Eben eine Durchsage in der Bahn: „Beim Verlassen des Zuges achten Sie bitte darauf, dass Sie Ihre persönlichen Gegenstände mitnehmen. Vielen Dank!“ Warum bedankt der sich? Sollte ich mich nicht eher bedanken? Der kennt mich offenbar. Ich lass immer alles liegen. Ist ja nett von ihm, dass er mich erinnert. Als ich dann so da saß und verwirrt darüber nachdachte, wieso zum Fuchs der Typ auf dem Band sich bedankt, wenn er Leuten einen freundlichen Hinweis gibt, fiel mir auf, dass sich dauernd und inflationär bedankt wird. Eigentlich für so ziemlich alles. Es ist ja schön, höflich zu sein. Steh ich drauf und es erleichtert den Umgang mit Menschen.

Aber ist euch mal aufgefallen, dass Danksagungen dazu benutzt werden, uns Verbrauchern unangenehme Dinge möglichst schonen beizubringen? „Sie werden jetzt noch 3,5 Stunden in der Warteschleife hängen. Wir bedanken uns für Ihr Verständnis.“Oder auch geil, diese Schilder am Ende einer Baustelle auf der Autobahn, nachdem du dich 48 km in sengender Hitze durch den Stau gekämpft hast. Du dehydrierst bereits, da du ja nicht wusstest, dass ein 48-km-Stau bevorsteht, dein Hund liegt schon schnappatmend auf dem Rücksitz, dein/e Partner/in heult dir auf dem Beifahrersitz die Ohren mit dem obligatorischen „Oh Mann, wann hört das endlich auf??“, als ob du das beeinflussen und als ob ein kontinuierliches Nörgeln dafür sorgen würde, dass sich der Stau schneller auflösen könnte, da siehst du dann das errettende Schild: „Hier baut für Sie das Land Bayern. Wir bedanken uns für Ihr Verständnis.“ Am liebsten würdest du anhalten, das Schild rausreißen, nach München zur Staatskanzlei fahren und den zuständigen Beamten das Ding quer fressen lassen. Nein, verdammt! Ich habe null Verständnis! Jedenfalls nicht dafür, dass mir Verständnis impliziert wird! Das ist immer wie blanker Hohn! Da wird sich für Verständnis bedankt, das ich in diesem Moment überhaupt nicht aufbringen möchte. Welche semantische Flitzpiepe hat sich das denn mal irgendwann ausgedacht? Als ob mich das milde stimmen würde, als ob mein Neurocortex sich so leicht austricksen lassen würde und mir sagt: „Hey, komm schon.. Der hat sich doch schon bedankt. Du musst ja also schon ordentlich was geleistet haben. Sei stolz auf dich!“ Und schon springt das Belohnungszentrum an, ich lehn mich entspannt zurück, steck mir ne Zigarette an und fühl mich gut, nachdem ich gerade vergeblich versucht habe, mich über meine Telekom-Rechnung zu beschweren und da jemanden an die Strippe zu kriegen.

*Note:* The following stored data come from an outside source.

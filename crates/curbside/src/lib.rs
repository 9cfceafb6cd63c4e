//! Curbside - Food Truck Permit Search
//!
//! Curbside answers ad-hoc queries over a catalog of mobile food facility
//! permits: who holds a permit (applicant name), where they operate (street
//! address), and which permitted trucks are closest to a point on the map.
//!
//! # Quick Start
//!
//! ```rust
//! use curbside::{NearestParams, PermitSearcher, TestDataConfig};
//!
//! // Build a searcher over synthetic San Francisco permits
//! let searcher = PermitSearcher::from_test_data(TestDataConfig::sample())?;
//!
//! // Case-insensitive substring search on the applicant
//! let tacos = searcher.search_by_applicant(Some("tacos"), None)?;
//! for permit in &tacos {
//!     println!("{} at {}", permit.applicant(), permit.address());
//! }
//!
//! // Everything on Folsom Street, whatever its status
//! let folsom = searcher.search_by_address(Some("folsom"));
//!
//! // Five closest approved trucks to downtown
//! let nearby = searcher.nearest(&NearestParams::new("37.7749", "-122.4194"))?;
//! if let Some(first) = nearby.first() {
//!     println!("Closest: {} ({:.2} km)", first.record.applicant(), first.distance_km);
//! }
//! # Ok::<(), curbside::error::CurbsideError>(())
//! ```
//!
//! # Features
//!
//! - **Text Search**: Substring matching on applicant and address, exact status filtering
//! - **Nearest Search**: Great-circle (haversine) ranking with deterministic tie-breaks
//! - **Validation**: Raw request parameters become typed queries or a [`ValidationError`]
//!   with a stable reason code
//! - **Batch Processing**: Answer many nearest queries in parallel against one catalog
//!
//! # Data
//!
//! Permits are read from the San Francisco `Mobile_Food_Facility_Permit.csv`
//! export. With the `download_data` feature the file is fetched on first use
//! into the data directory (`$DATA_DIR`, the platform data directory, or
//! `./curbside_data`).
use once_cell::sync::OnceCell;
use tracing::level_filters::LevelFilter;
use tracing_subscriber::{EnvFilter, fmt::format::FmtSpan};

mod catalog;
mod config;
mod core;
pub mod error;
pub mod geo;
mod record;
mod search;

pub use core::PermitSearcher;

pub use catalog::Catalog;
pub use config::NearestConfigBuilder;
pub use curbside_data_processing as data_processing;
pub use curbside_data_processing::{CatalogMetadata, DataSource, TestDataConfig};
pub use polars;
pub use record::{Coordinate, PermitRecord, RawPermit};
pub use search::{
    DEFAULT_NEAREST_LIMIT, NearestConfig, NearestParams, NearestQuery, RankedPermit, StatusFilter,
    ValidationError, parse_coordinate, parse_limit,
};

static LOGGER_INIT: OnceCell<()> = OnceCell::new();

/// Initialize logging for the Curbside library.
///
/// Installs a global `tracing` subscriber once. `RUST_LOG` takes precedence
/// over `level`; noisy dependencies are held at `warn` either way. Later calls
/// are no-ops.
///
/// # Examples
///
/// ```rust
/// use curbside::init_logging;
/// use tracing::Level;
///
/// init_logging(Level::INFO)?;
/// # Ok::<(), curbside::error::CurbsideError>(())
/// ```
pub fn init_logging(level: impl Into<LevelFilter>) -> Result<&'static (), error::CurbsideError> {
    LOGGER_INIT.get_or_try_init(|| {
        let filter = EnvFilter::try_from_default_env()
            .or_else(|_| EnvFilter::try_new(level.into().to_string()))?
            .add_directive("polars=warn".parse()?)
            .add_directive("reqwest=warn".parse()?)
            .add_directive("hyper_util=warn".parse()?);

        tracing_subscriber::fmt::fmt()
            .with_env_filter(filter)
            .with_span_events(FmtSpan::CLOSE)
            .try_init()
            .map_err(|e| anyhow::anyhow!("{e}"))?;
        Ok(())
    })
}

Sollte ich aber nicht. Und man sollte sich auch mal über diese manipulative Erwartungshaltung Gedanken machen. Korrekt wäre es von einem Unternehmen einem Kunden gegenüber erst einmal dafür zu bitten, Verständnis aufzubringen, bevor man sich für eventuelle aufgebrachtes Verständnis bedankt! Alles andere ist höchst manipulativ und somit extrem fragwürdig. Will doch das Unternehmen mich als Kunden in der Gunst beeinflussen. Wir brauchen derzeit mehr als je Wahrheiten. Und das fängt nicht erst in der freien Wirtschaft an.

Also, Unternehmen, Politik, Verwaltung: Steckt euch eure Schilder und eure Danksagungen quer in euren Allerwertesten! BITTET um Verständnis und euch wird vielleicht mal zugehört. So geht es eigentlich mit allem. Ohne unbewusste Manipulation.